Avril déploie ses bourgeons telles des grenades qui éclatent et libèrent leurs belles graines gonflées de suc. Les abeilles vibrionnent, les rameaux bougent au milieu des frondaisons, les grappes de nuages blancs essaiment tout au bord de l’horizon. Toute cette agitation, tout ce joyeux tintamarre mettaient le cœur des gens en émoi. Les terrasses des cafés étaient visitées de chemises claires et de robes en corolles. On parlait beaucoup, on pépiait et tout ce jeu subtil et charmant poudrait les joues de carmin, jetait aux yeux le brillant d’un avenir radieux. Quelquefois une rafale de vent, quelques gouttes de pluie, puis une belle clarté nappant les visages. Il n’y avait vraiment aucun lieu sur terre où la tristesse pouvait semer ses ténébreuses nuées. C’était comme si une trêve s’était imposée dans le labyrinthe du monde, abattant ses parois de verre, s’immergeant dans la réalité avec l’identique confiance que mettent les enfants à poursuive leur jeu, l’orage menaçât-il de gronder.
Je suis venu à Sauliac, petite ville de province, pour y débusquer quelque manuscrit ancien au sujet duquel je dois écrire un article. Il s’agit d’un obscur poète décadent dont nul ne connaît le nom et c’est bien cet anonymat qui me plaît au plus haut point. Dans ces temps de disette littéraire - le « roman de gare » est en vogue plus que jamais -, combien il est salutaire pour l’âme de se pencher sur une œuvre obscure, abyssale en bien des endroits, dont je doute même parfois qu’elle ait été intelligible pour son auteur. La bibliothèque de la ville est moderne, claire, une belle lumière fauve court sur le dos des maroquins reliés de cuir. Sous la tache blanche de l’opaline, j’ai posé quelques feuillets desquels j’extraie des notes que je consigne dans un carnet. Peu de visites en ce jour de semaine. Quelques lecteurs isolés, ici et là. Le silence surtout et le grattement de ma plume sur le papier.
A quelques tables de distance, dans un coin propice au clair-obscur - cette si belle ambiguïté ! -, je t’aperçois, toi, Isabelle, qui as si peu bougé, plongée, sans doute, dans une lecture qui te passionne.
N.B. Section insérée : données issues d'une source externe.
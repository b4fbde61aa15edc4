//! Canonical ("latest") analysis selection.
//!
//! Ranking is a pluggable comparator ([`AnalysisOrder`]). Two policies are
//! provided:
//!
//! - [`MultiKeyOrder`]: processing lab, award generation, assembly,
//!   genome annotation, pipeline version, creation time.
//! - [`RecencyOrder`]: in-progress status, generation match, creation time.
//!
//! [`rank_analyses`] applies an order to the analyses whose pipelines match
//! an assay, picks the single canonical analysis, and lists every other
//! released match for archival.

use crate::record::{Analysis, RecordStatus};
use chrono::{DateTime, FixedOffset};
use serde::Serialize;
use std::cmp::Ordering;
use std::collections::BTreeSet;
use tracing::{debug, info};

/// Orders analyses by preference. `Ordering::Greater` means `a` is preferred.
pub trait AnalysisOrder {
    /// Policy name (for reports).
    fn name(&self) -> &'static str;

    fn compare(&self, a: &Analysis, b: &Analysis) -> Ordering;
}

/// Dotted pipeline version, compared component-wise.
#[derive(Debug, Clone, PartialEq, Eq, PartialOrd, Ord)]
pub struct PipelineVersion(Vec<u64>);

impl PipelineVersion {
    /// Parses `1.2.3`, `v1.10` and similar. Non-numeric suffixes inside a
    /// component are ignored; a component with no leading digits ends the
    /// version.
    pub fn parse(raw: &str) -> Option<Self> {
        let trimmed = raw.trim().trim_start_matches(['v', 'V']);
        let mut parts = Vec::new();
        for component in trimmed.split('.') {
            let digits: String = component.chars().take_while(char::is_ascii_digit).collect();
            match digits.parse::<u64>() {
                Ok(value) => parts.push(value),
                Err(_) => break,
            }
        }
        if parts.is_empty() {
            None
        } else {
            Some(Self(parts))
        }
    }
}

/// Fixed total orders used by [`MultiKeyOrder`], most preferred first.
#[derive(Debug, Clone, PartialEq, Eq)]
struct RankingPreferences {
    canonical_lab: String,
    award_rfas: Vec<String>,
    assemblies: Vec<String>,
    genome_annotations: Vec<String>,
}

impl Default for RankingPreferences {
    fn default() -> Self {
        Self {
            canonical_lab: "encode-processing-pipeline".to_string(),
            award_rfas: to_strings(&["ENCODE4", "ENCODE3", "ENCODE2", "ENCODE2-Mouse", "ENCODE"]),
            assemblies: to_strings(&["GRCh38", "mm10", "hg19", "mm9"]),
            genome_annotations: to_strings(&[
                "V29", "M21", "V24", "M14", "V22", "V19", "M4", "M2",
            ]),
        }
    }
}

fn to_strings(values: &[&str]) -> Vec<String> {
    values.iter().map(|v| v.to_string()).collect()
}

/// Rank of `value` in `order`: highest for the first entry, 0 when absent.
fn preference_rank(order: &[String], value: Option<&str>) -> usize {
    value
        .and_then(|v| order.iter().position(|entry| entry == v))
        .map_or(0, |idx| order.len() - idx)
}

/// The six-key tuple compared by [`MultiKeyOrder`], most significant first.
#[derive(Debug, Clone, PartialEq, Eq, PartialOrd, Ord)]
pub struct MultiKey {
    pub canonical_lab: bool,
    pub award_rank: usize,
    pub assembly_rank: usize,
    pub annotation_rank: usize,
    pub pipeline_version: Option<PipelineVersion>,
    pub date_created: DateTime<FixedOffset>,
}

#[derive(Debug, Clone, Default)]
pub struct MultiKeyOrder {
    preferences: RankingPreferences,
}

impl MultiKeyOrder {
    pub fn key(&self, analysis: &Analysis) -> MultiKey {
        let prefs = &self.preferences;
        MultiKey {
            canonical_lab: analysis
                .pipeline_labs
                .iter()
                .any(|lab| *lab == prefs.canonical_lab),
            award_rank: analysis
                .pipeline_award_rfas
                .iter()
                .map(|rfa| preference_rank(&prefs.award_rfas, Some(rfa)))
                .max()
                .unwrap_or(0),
            assembly_rank: preference_rank(&prefs.assemblies, analysis.assembly.as_deref()),
            annotation_rank: preference_rank(
                &prefs.genome_annotations,
                analysis.genome_annotation.as_deref(),
            ),
            pipeline_version: analysis
                .pipeline_version
                .as_deref()
                .and_then(PipelineVersion::parse),
            date_created: analysis.date_created,
        }
    }
}

impl AnalysisOrder for MultiKeyOrder {
    fn name(&self) -> &'static str {
        "multi_key"
    }

    fn compare(&self, a: &Analysis, b: &Analysis) -> Ordering {
        self.key(a).cmp(&self.key(b))
    }
}

/// Date-first heuristic: anything in progress wins, then analyses from the
/// target award generation, then the most recent.
#[derive(Debug, Clone)]
pub struct RecencyOrder {
    pub generation: String,
}

impl RecencyOrder {
    pub fn new(generation: impl Into<String>) -> Self {
        Self {
            generation: generation.into(),
        }
    }

    fn key(&self, analysis: &Analysis) -> (bool, bool, DateTime<FixedOffset>) {
        (
            analysis.status == RecordStatus::InProgress,
            analysis
                .pipeline_award_rfas
                .iter()
                .any(|rfa| *rfa == self.generation),
            analysis.date_created,
        )
    }
}

impl Default for RecencyOrder {
    fn default() -> Self {
        Self::new("ENCODE4")
    }
}

impl AnalysisOrder for RecencyOrder {
    fn name(&self) -> &'static str {
        "recency"
    }

    fn compare(&self, a: &Analysis, b: &Analysis) -> Ordering {
        self.key(a).cmp(&self.key(b))
    }
}

/// Outcome of ranking one experiment's analyses.
#[derive(Debug, Clone, Serialize)]
pub struct Ranking {
    pub policy: &'static str,
    pub canonical: Option<Analysis>,
    /// Released, matching, non-canonical analyses.
    pub archival: Vec<String>,
    /// Analyses whose pipelines do not match the assay.
    pub skipped: Vec<String>,
    /// Matching analyses that are neither released nor in progress.
    pub inactive: Vec<String>,
}

impl Ranking {
    pub fn canonical_accession(&self) -> Option<&str> {
        self.canonical.as_ref().map(|a| a.accession.as_str())
    }
}

/// Whether an analysis ran exclusively on the assay's production pipelines.
pub fn matches_pipelines(analysis: &Analysis, pipelines: &BTreeSet<String>) -> bool {
    !analysis.pipelines.is_empty() && analysis.pipelines.iter().all(|p| pipelines.contains(p))
}

/// Select the canonical analysis. Among analyses with equal keys the one
/// listed first wins.
pub fn rank_analyses(
    analyses: Vec<Analysis>,
    pipelines: &BTreeSet<String>,
    order: &dyn AnalysisOrder,
) -> Ranking {
    let mut skipped = Vec::new();
    let mut inactive = Vec::new();
    let mut competing = Vec::new();

    for analysis in analyses {
        if !matches_pipelines(&analysis, pipelines) {
            debug!(analysis = %analysis.accession, "pipelines do not match; skipped");
            skipped.push(analysis.accession);
        } else if !analysis.status.is_active() {
            inactive.push(analysis.accession);
        } else {
            competing.push(analysis);
        }
    }

    let mut best: Option<usize> = None;
    for (idx, candidate) in competing.iter().enumerate() {
        let better = match best {
            None => true,
            Some(current) => order.compare(candidate, &competing[current]) == Ordering::Greater,
        };
        if better {
            best = Some(idx);
        }
    }

    let archival = competing
        .iter()
        .enumerate()
        .filter(|(idx, analysis)| Some(*idx) != best && analysis.status == RecordStatus::Released)
        .map(|(_, analysis)| analysis.accession.clone())
        .collect();

    let canonical = best.map(|idx| competing.swap_remove(idx));
    if let Some(analysis) = &canonical {
        info!(
            analysis = %analysis.accession,
            policy = order.name(),
            "selected canonical analysis"
        );
    }

    Ranking {
        policy: order.name(),
        canonical,
        archival,
        skipped,
        inactive,
    }
}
Tu lis et feuillettes lentement les pages d’un volume, mouillant parfois ton index, le tenant en l’air pareil à un fragile insecte, puis le papier bascule avec un doux bruit de feuille morte. Je ne sais pourquoi, mais, soudain, ta personne m’intrigue et me distrait de ma tâche. Feignant d’être absorbé par ma lecture, je n’en lève pas moins les yeux de mes feuillets, à intervalles réguliers. As-tu surpris mon manège ou bien l’attendais-tu tel le dérivatif qui pouvait te distraire en cet après-midi qui n’en finissait de couler avec le flegme d’une saison bien hésitante. Parfois l’éclair d’un œil se glissant dans la pièce, m’effleurant et j’en sentais la douceur d’écume, le glissement tel celui de l’aile du papillon.
Sans doute l’ombre te gênait-elle ? Tu as abandonné ta place, tu es venue dans celle qui, vis-à-vis de la mienne, bénéficiait d’une ambiance feutrée propice à la lecture, à la méditation qui ne manquait jamais d’en suivre le lumineux parcours. Tu lisais - ou feignais-tu de le faire ? -, avec une attention soutenue, parcourant de tes yeux, que je jugeais gourmands, les friandises dont je supputais que l’œuvre, t’absorbant, était parcourue à l’envi. Je dois dire qu’en cet instant suspendu, ce cher poète décadent ne tenait plus dans ma conscience que la place qu’il méritait, à savoir infinitésimale. Bientôt je connus le titre sur lequel tu avais jeté ton dévolu. Rien ne m’étonnait plus que de le connaître sous le nom prestigieux et un brin sulfureux des « Liaisons dangereuses ». Mais quel était donc l’intérêt qui te portait en direction de cette œuvre ? La littérature ? Il est vrai que ce roman excellait dans l’art épistolaire. La licence de mœurs de ses protagonistes ? L’éclairage qu’il portait sur ce XVIII° siècle florissant, sur les « Lumières » dont il se faisait le héraut ? Quelle diabolique aimantation se faisait donc sentir ? A distance, je sentais ton corps saisi de fièvre, tout au bord du vertige.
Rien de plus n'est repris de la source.